Required action - In the records that follow, find the line with "let secs = SystemTime::now()"; from there, retype every line exactly through the line with "day), proleptic Gregorian.", which also belongs to the answer.

Data section -
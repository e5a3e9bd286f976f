//! UTC datetime utilities without timezone dependencies.
//!
//! Provides a lightweight `DateTimeUtc` struct for the dates this tool
//! needs: fork names (`YYYY-MM-DD`), article directories (`YYYY/MM`) and
//! front matter.
//!
//! # Examples
//!
//! ```ignore
//! let dt = DateTimeUtc::from_ymd(2024, 3, 1);
//! assert_eq!(dt.ymd(), "2024-03-01");
//! assert_eq!(dt.year_month(), ("2024".into(), "03".into()));
//! ```

use std::time::{SystemTime, UNIX_EPOCH};

const SECS_PER_DAY: u64 = 86_400;

/// UTC datetime without timezone complexity
#[derive(Debug, Clone, Copy, PartialEq, Eq)]
pub struct DateTimeUtc {
    pub year: u16,
    pub month: u8,
    pub day: u8,
    pub hour: u8,
    pub minute: u8,
    pub second: u8,
}

impl DateTimeUtc {
    pub const fn new(year: u16, month: u8, day: u8, hour: u8, minute: u8, second: u8) -> Self {
        Self {
            year,
            month,
            day,
            hour,
            minute,
            second,
        }
    }

    pub const fn from_ymd(year: u16, month: u8, day: u8) -> Self {
        Self::new(year, month, day, 0, 0, 0)
    }

    /// Current UTC time from the system clock.
    pub fn now() -> Self {
        let secs = SystemTime::now()
            .duration_since(UNIX_EPOCH)
            .map(|d| d.as_secs())
            .unwrap_or(0);
        Self::from_unix_secs(secs)
    }

    /// Convert seconds since the Unix epoch into a civil UTC datetime.
    #[allow(clippy::cast_possible_truncation)] // Components are range-checked by construction
    pub fn from_unix_secs(secs: u64) -> Self {
        let days = secs / SECS_PER_DAY;
        let rem = secs % SECS_PER_DAY;
        let (year, month, day) = civil_from_days(days);
        Self::new(
            year,
            month,
            day,
            (rem / 3600) as u8,
            ((rem / 60) % 60) as u8,
            (rem % 60) as u8,
        )
    }

    /// `YYYY-MM-DD`
    pub fn ymd(self) -> String {
        format!("{:04}-{:02}-{:02}", self.year, self.month, self.day)
    }

    /// Zero-padded (`YYYY`, `MM`) pair for content directories.
    pub fn year_month(self) -> (String, String) {
        (format!("{:04}", self.year), format!("{:02}", self.month))
    }
}

/// Days since 1970-01-01 to (year, month, day), proleptic Gregorian.
#[allow(clippy::cast_possible_truncation, clippy::cast_possible_wrap, clippy::cast_sign_loss)]
fn civil_from_days(days: u64) -> (u16, u8, u8) {
    let z = days as i64 + 719_468;
    let era = z.div_euclid(146_097);
    let doe = z.rem_euclid(146_097);
    let yoe = (doe - doe / 1460 + doe / 36_524 - doe / 146_096) / 365;
    let doy = doe - (365 * yoe + yoe / 4 - yoe / 100);
    let mp = (5 * doy + 2) / 153;
    let day = doy - (153 * mp + 2) / 5 + 1;
    let month = if mp < 10 { mp + 3 } else { mp - 9 };
    let year = yoe + era * 400 + i64::from(month <= 2);
    (year as u16, month as u8, day as u8)
}
//! Command-line interface module.
//!
//! Each command returns an [`Outcome`] line; `main` prints it, or the error
//! chain when the command failed.

mod args;
mod article;
mod author;
mod check;
pub mod common;
mod fork;
mod workflow;

pub use args::{AuthorCommand, Cli, Commands};
pub use article::new_article;
pub use author::{list_authors, new_author};
pub use check::check_credentials;
pub use common::Context;
pub use fork::prepare_fork;
pub use workflow::{commit_changes, push_branch, switch_branch};

use std::fmt;

/// Final status of a command.
#[derive(Debug, Clone, PartialEq, Eq)]
pub enum Outcome {
    Success(String),
    /// Completed, but the user should act on something.
    Warning(String),
}

impl fmt::Display for Outcome {
    fn fmt(&self, f: &mut fmt::Formatter<'_>) -> fmt::Result {
        match self {
            Self::Success(msg) | Self::Warning(msg) => f.write_str(msg),
        }
    }
}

Completed task -
        let secs = SystemTime::now()
            .duration_since(UNIX_EPOCH)
            .map(|d| d.as_secs())
            .unwrap_or(0);
        Self::from_unix_secs(secs)
    }

    /// Convert seconds since the Unix epoch into a civil UTC datetime.
    #[allow(clippy::cast_possible_truncation)] // Components are range-checked by construction
    pub fn from_unix_secs(secs: u64) -> Self {
        let days = secs / SECS_PER_DAY;
        let rem = secs % SECS_PER_DAY;
        let (year, month, day) = civil_from_days(days);
        Self::new(
            year,
            month,
            day,
            (rem / 3600) as u8,
            ((rem / 60) % 60) as u8,
            (rem % 60) as u8,
        )
    }

    /// `YYYY-MM-DD`
    pub fn ymd(self) -> String {
        format!("{:04}-{:02}-{:02}", self.year, self.month, self.day)
    }

    /// Zero-padded (`YYYY`, `MM`) pair for content directories.
    pub fn year_month(self) -> (String, String) {
        (format!("{:04}", self.year), format!("{:02}", self.month))
    }
}

/// Days since 1970-01-01 to (year, month, day), proleptic Gregorian.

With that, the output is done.